Contudo, o fato de determinados programas serem excluídos da proposta da

Cartilha, tratando-se esses da questão da cidadania e dos diretos políticos, faz com que

esse material didático torne-se uma estratégia direcionada a formação desta massa operária de 1910, vinculada a conflitos nas esferas sociais e econômicas, por meio do intenso movimento grevista.

Em 20, há o aumento das escolas noturnas e neste período ocorre a adoção oficial e circulação da Cartilha do Operario. Conclui-se que esta mão-de-obra operária de 20 não partilharia, via educação, das discussões republicanas iniciais sobre cidadania, direitos e deveres políticos.

Ao final deste trabalho, foi possível perceber que o investimento em escolas e cursos noturnos, durante a Primeira República, foi um momento marcante da história da educação de adolescentes e adultos em São Paulo. Se estas iniciativas oficiais tivessem ganhado espaço ao longo do tempo, no lugar de serem substituídas pelas campanhas emergências de educação de massa a partir dos anos 30, possivelmente a elevada taxa de analfabetismo absoluto no Brasil não estaria na pauta dos debates e políticas educacionais contemporâneos.

Esta pesquisa apresenta importantes contribuições para a história de educação de adolescentes e adultos e para a história da alfabetização. No primeiro caso, por trazer a

análise deste atendimento na Primeira República, portando, rompendo com a idéia de que esta história só começou com as campanhas de alfabetização iniciadas em 1930- 1940.

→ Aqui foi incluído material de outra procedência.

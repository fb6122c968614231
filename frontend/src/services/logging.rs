use std::cell::Cell;

#[derive(Debug, Clone, Copy, PartialEq, Eq, PartialOrd, Ord)]
pub enum LogLevel {
    Debug,
    Info,
    Warn,
    Error,
}

impl Default for LogLevel {
    fn default() -> Self {
        if cfg!(debug_assertions) {
            LogLevel::Debug
        } else {
            LogLevel::Info
        }
    }
}

thread_local! {
    static MIN_LEVEL: Cell<LogLevel> = Cell::new(LogLevel::default());
}

/// Component-tagged logging to the browser console
pub struct Logger;

impl Logger {
    pub fn set_level(level: LogLevel) {
        MIN_LEVEL.with(|min| min.set(level));
    }

    pub fn level() -> LogLevel {
        MIN_LEVEL.with(Cell::get)
    }

    pub fn enabled(level: LogLevel) -> bool {
        level >= Self::level()
    }

    pub fn debug_with_component(component: &str, message: &str) {
        Self::log(LogLevel::Debug, component, message);
    }

    pub fn info_with_component(component: &str, message: &str) {
        Self::log(LogLevel::Info, component, message);
    }

    pub fn warn_with_component(component: &str, message: &str) {
        Self::log(LogLevel::Warn, component, message);
    }

    pub fn error_with_component(component: &str, message: &str) {
        Self::log(LogLevel::Error, component, message);
    }

    fn log(level: LogLevel, component: &str, message: &str) {
        if !Self::enabled(level) {
            return;
        }

        let line = format_line(component, message);
        match level {
            LogLevel::Debug => gloo::console::debug!(line),
            LogLevel::Info => gloo::console::info!(line),
            LogLevel::Warn => gloo::console::warn!(line),
            LogLevel::Error => gloo::console::error!(line),
        }
    }
}

fn format_line(component: &str, message: &str) -> String {
    format!("[{}] {}", component, message)
}
mod components;
mod hooks;
mod services;

use yew::prelude::*;
use web_sys::{KeyboardEvent, MouseEvent};
use shared::{AccountSummary, Amount, Balance, CoinBalances};

use components::balances::BalancesTable;
use components::dialog::Dialog;
use services::logging::Logger;

fn account(code: &str, name: &str, amount: &str, usd: &str) -> AccountSummary {
    AccountSummary {
        code: code.to_string(),
        name: name.to_string(),
        coin_code: "btc".to_string(),
        balance: Balance {
            available: Amount::new(amount, "BTC").with_conversion("USD", usd),
            has_incoming: false,
            incoming: None,
        },
    }
}

// Sample data until the summary is served by the wallet backend
fn sample_balances() -> CoinBalances {
    CoinBalances {
        coin_code: "btc".to_string(),
        accounts: vec![
            account("btc-0", "Savings", "0.42000000", "26460.00"),
            account("btc-1", "Spending", "0.01250000", "787.50"),
        ],
        total: Amount::new("0.43250000", "BTC").with_conversion("USD", "27247.50"),
    }
}

#[function_component(App)]
fn app() -> Html {
    let balances = use_memo((), |_| sample_balances());
    let show_dialog = use_state(|| false);

    let open_dialog = {
        let show_dialog = show_dialog.clone();
        Callback::from(move |_: MouseEvent| show_dialog.set(true))
    };

    let close_on_escape = {
        let show_dialog = show_dialog.clone();
        Callback::from(move |_: KeyboardEvent| {
            Logger::info_with_component("app", "Dialog closed with Escape");
            show_dialog.set(false);
        })
    };

    let close_dialog = {
        let show_dialog = show_dialog.clone();
        Callback::from(move |_: MouseEvent| show_dialog.set(false))
    };

    html! {
        <main class="account-summary">
            <BalancesTable
                coin_code={balances.coin_code.clone()}
                accounts={balances.accounts.clone()}
                total={balances.total.clone()}
            />
            <button class="btn btn-primary" onclick={open_dialog}>{"Receive"}</button>

            {if *show_dialog {
                html! {
                    <Dialog title="Receive bitcoin" small=true on_close={close_on_escape}>
                        <p>{"Verify the address on your device before sharing it."}</p>
                        <input type="text" readonly=true value="bc1qexampleaddress0000000000000000000000" />
                        <a href="#">{"Copy"}</a>
                        <button class="btn btn-primary" disabled=true>{"Verify"}</button>
                        <button class="btn btn-secondary" onclick={close_dialog}>{"Done"}</button>
                    </Dialog>
                }
            } else {
                html! {}
            }}
        </main>
    }
}

fn main() {
    yew::Renderer::<App>::new().render();
}
pub mod balances;
pub mod dialog;
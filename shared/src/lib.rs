use serde::{Deserialize, Serialize};
use std::collections::BTreeMap;

/// A coin amount as delivered by the wallet backend, already formatted for display
#[derive(Debug, Clone, PartialEq, Serialize, Deserialize)]
#[serde(rename_all = "camelCase")]
pub struct Amount {
    /// Formatted amount in coin units, e.g. "0.00120000"
    pub amount: String,
    /// Coin unit, e.g. "BTC" or "TBTC"
    pub unit: String,
    /// Formatted fiat values keyed by fiat unit ("USD" -> "74.52")
    #[serde(default)]
    pub conversions: BTreeMap<String, String>,
}

impl Amount {
    /// Create an amount without any fiat conversions
    pub fn new(amount: impl Into<String>, unit: impl Into<String>) -> Self {
        Self {
            amount: amount.into(),
            unit: unit.into(),
            conversions: BTreeMap::new(),
        }
    }

    /// Add a fiat conversion, replacing any previous value for that unit
    pub fn with_conversion(mut self, fiat_unit: impl Into<String>, value: impl Into<String>) -> Self {
        self.conversions.insert(fiat_unit.into(), value.into());
        self
    }

    /// Formatted fiat value for the given unit, if the backend supplied one
    pub fn conversion(&self, fiat_unit: &str) -> Option<&str> {
        self.conversions.get(fiat_unit).map(String::as_str)
    }
}

/// Balance of a single account
#[derive(Debug, Clone, PartialEq, Serialize, Deserialize)]
#[serde(rename_all = "camelCase")]
pub struct Balance {
    pub available: Amount,
    #[serde(default)]
    pub has_incoming: bool,
    pub incoming: Option<Amount>,
}

/// An account together with its balance, as listed on the account summary
#[derive(Debug, Clone, PartialEq, Serialize, Deserialize)]
#[serde(rename_all = "camelCase")]
pub struct AccountSummary {
    /// Stable account identifier
    pub code: String,
    /// User-visible account name
    pub name: String,
    pub coin_code: String,
    pub balance: Balance,
}

impl AccountSummary {
    pub fn available(&self) -> &Amount {
        &self.balance.available
    }
}

/// All accounts of one coin plus their summed balance
#[derive(Debug, Clone, PartialEq, Serialize, Deserialize)]
#[serde(rename_all = "camelCase")]
pub struct CoinBalances {
    pub coin_code: String,
    pub accounts: Vec<AccountSummary>,
    pub total: Amount,
}
use yew::prelude::*;
use shared::Amount;

/// Placeholder shown when the backend sent no conversion for the unit
pub const MISSING_CONVERSION: &str = "---";

#[derive(Properties, PartialEq)]
pub struct FiatConversionProps {
    pub amount: Amount,
    pub fiat_unit: AttrValue,
}

#[function_component(FiatConversion)]
pub fn fiat_conversion(props: &FiatConversionProps) -> Html {
    html! {
        <span class="fiat-conversion">
            {fiat_text(&props.amount, &props.fiat_unit)}
        </span>
    }
}

pub fn fiat_text(amount: &Amount, fiat_unit: &str) -> String {
    match amount.conversion(fiat_unit) {
        Some(value) => format!("{} {}", value, fiat_unit),
        None => MISSING_CONVERSION.to_string(),
    }
}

No segundo caso, por abordar a constituição do campo e do conhecimento construído sobre alfabetização de adolescentes e adultos a partir da análise uma cartilha, a Cartilha do Operario que, de certa forma, pode ser considerada representativa de uma prática que se queria instaurar dos ideários pedagógicos vigentes, bem como das práticas editoriais postas em circulação.

A abordagem histórica da Cartilha do Operario ajuda a compreender de forma específica as práticas escolares de leitura e da escrita, voltadas, pela primeira vez, para adolescentes e adultos, na sua especificidade, trabalhadores; e as transformações das concepções de ensino e aprendizagem ocorridas ao longo do tempo.

Espera-se que esta pesquisa desperte o interesse de outros pesquisadores em aprofundar uma série de questões aqui indicadas e que não foram possíveis de serem abordadas.